Hate Speech Laws and Blasphemy Laws: Parallels Show Problems with the U.N. Strategy and Plan of Action on Hate Speech
This article by Meghan Fischer highlights potential dangers posed to religious and political minorities by the U.N. Strategy and Plan of Action on Hate Speech. Fischer argues that the Strategy and Plan of Action’s definition of hate speech is “ambiguous and relies entirely on subjective interpretation, opening the door to arbitrary and malicious accusations and prosecutions.” According to the author, the definition used is similar to that used in blasphemy laws which U.N. human rights entities have criticized for being “vague, broad, and prone to arbitrary enforcement, enabling the authorities to use them to attack religious minorities, political opponents, and people who have minority viewpoints.” She fears that the Plan could “give cover to countries that want to continue their blasphemy laws—under the guise of banning hate speech—with the endorsement of the United Nations” and she provides examples of similar application of hate speech laws in Indonesia, Russia, North Macedonia, and Denmark.

Post Scriptum

● In case you missed it:  “Democratic recession or breaking point for the ‘bulwark of liberty’?” is now  posted  on our database and on YouTube.  Jacob Mchangama, founder of Justitia and Joel Simon, fellow at the Tow Center for Digital Journalism at Columbia Journalism School and former executive director of the Committee to Protect Journalists discussed Mchangama’s new book Free Speech: A History From Socrates to Social Media to provide some historical perspectives on threats to this “first freedom” and the current struggle for democracy in the digital age.

● In case you missed it: “Workshops on the Protection of Journalists | Chapter 5: Human Rights Standards for the Protection of Journalists in Europe & States’ Best Practices” is now posted on our database and on YouTube. Speakers discussed regional findings in Europe based on recent case law and shared their viewpoints on the main global challenges to freedom of expression related to violence against journalists. Speakers included Tarlach McGonagle, Professor of Media Law & Information Society, Leiden Law School of the University of Amsterdam; Tom Gibson, EU Representative, Committee to Protect Journalists; Renate Schroeder, Director, European Federation of Journalists; Sarah Clarke, Head of Europe & Asia, ARTICLE 19; and Giulia Lucchese, Secretary to the MSI-SLP, Council of Europe with Ramiro Alvarez Ugarte, Senior Researcher, Centro de Estudios en Libertad de Expresión (CELE) as moderator.

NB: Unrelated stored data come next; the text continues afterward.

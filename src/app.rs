//! Application state and initialization
//!
//! Wires configuration into the store and services. The host shell calls
//! `init_tracing` once at startup, then `setup` to build the state it
//! passes to every command.

use tracing_subscriber::{layer::SubscriberExt, util::SubscriberInitExt};

use crate::config::StoreConfig;
use crate::error::Result;
use crate::services::PatientsService;
use crate::store::PatientStore;

/// Central application state holding all services
#[derive(Clone)]
pub struct AppState {
    pub store: PatientStore,
    pub patients_service: PatientsService,
}

/// Initialize logging. Called once by the host shell before `setup`.
pub fn init_tracing() {
    tracing_subscriber::registry()
        .with(
            tracing_subscriber::EnvFilter::try_from_default_env()
                .unwrap_or_else(|_| "patientdesk=debug,info".into()),
        )
        .with(tracing_subscriber::fmt::layer())
        .init();
}

/// Application setup - called once on startup
pub async fn setup(config: StoreConfig) -> Result<AppState> {
    tracing::info!("Initializing application");
    tracing::info!("Store directory: {:?}", config.store_dir);

    let store = PatientStore::new(config);

    // First run: create the store file so the first read sees a valid sheet.
    if !store.exists().await {
        store.initialize().await?;
    }

    let patients_service = PatientsService::new(store.clone());

    tracing::info!("Application initialized successfully");

    Ok(AppState {
        store,
        patients_service,
    })
}
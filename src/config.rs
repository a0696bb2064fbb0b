//! Application configuration
//!
//! Naming constants for the store file and export snapshots, plus the
//! store location value injected into the store at construction.

use std::path::PathBuf;

/// Directory under the user documents folder holding the primary store
pub const STORE_DIR_NAME: &str = "PatientManagement";

/// Name of the primary store file
pub const STORE_FILE_NAME: &str = "patients.xlsx";

/// The single worksheet every store and export file contains
pub const SHEET_NAME: &str = "Patients";

/// Export filename prefix when no filter is active
pub const EXPORT_PREFIX_ALL: &str = "all_patients";

/// Export filename prefix when the export reflects an active filter
pub const EXPORT_PREFIX_FILTERED: &str = "filtered_patients";

/// Timestamp layout for export filenames. Colons are not filename-safe on
/// every platform, so the time-of-day separators are dashes.
pub const EXPORT_TIMESTAMP_FORMAT: &str = "%Y-%m-%dT%H-%M-%S";

/// Where the store keeps its files.
///
/// Injected into [`crate::store::PatientStore`] at construction so tests
/// can point a store at a temporary directory.
#[derive(Debug, Clone)]
pub struct StoreConfig {
    /// Directory containing the primary store file
    pub store_dir: PathBuf,
    /// Directory export snapshots are written to
    pub export_dir: PathBuf,
}

impl StoreConfig {
    pub fn new(store_dir: impl Into<PathBuf>, export_dir: impl Into<PathBuf>) -> Self {
        Self {
            store_dir: store_dir.into(),
            export_dir: export_dir.into(),
        }
    }

    /// Conventional locations: `Documents/PatientManagement` for the store,
    /// the downloads folder for exports. `None` when the platform exposes
    /// no such directories.
    pub fn from_user_dirs() -> Option<Self> {
        let documents = dirs::document_dir()?;
        let downloads = dirs::download_dir()?;
        Some(Self {
            store_dir: documents.join(STORE_DIR_NAME),
            export_dir: downloads,
        })
    }

    /// Full path of the primary store file
    pub fn store_path(&self) -> PathBuf {
        self.store_dir.join(STORE_FILE_NAME)
    }
}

● “International Institutions and Platform-Mediated Misinformation” by Aziz Z. Huq in the Chicago Journal of International Law, Vol. 22 explores one particular kind of interaction between democratic nation states and international instruments and institutions – namely, how international law and institutions either mitigate or exacerbate harms to democracy from the diffusion of misinformation and hate speech on social-media platforms. He identifies three pathways (1) international law as an off-the-rack legal regime for content-moderation by such platforms; (2) international ‘contouring’ of feasible domestic regulation; and (3) ex ante and ex post international regulation of platform-mediated misinformation.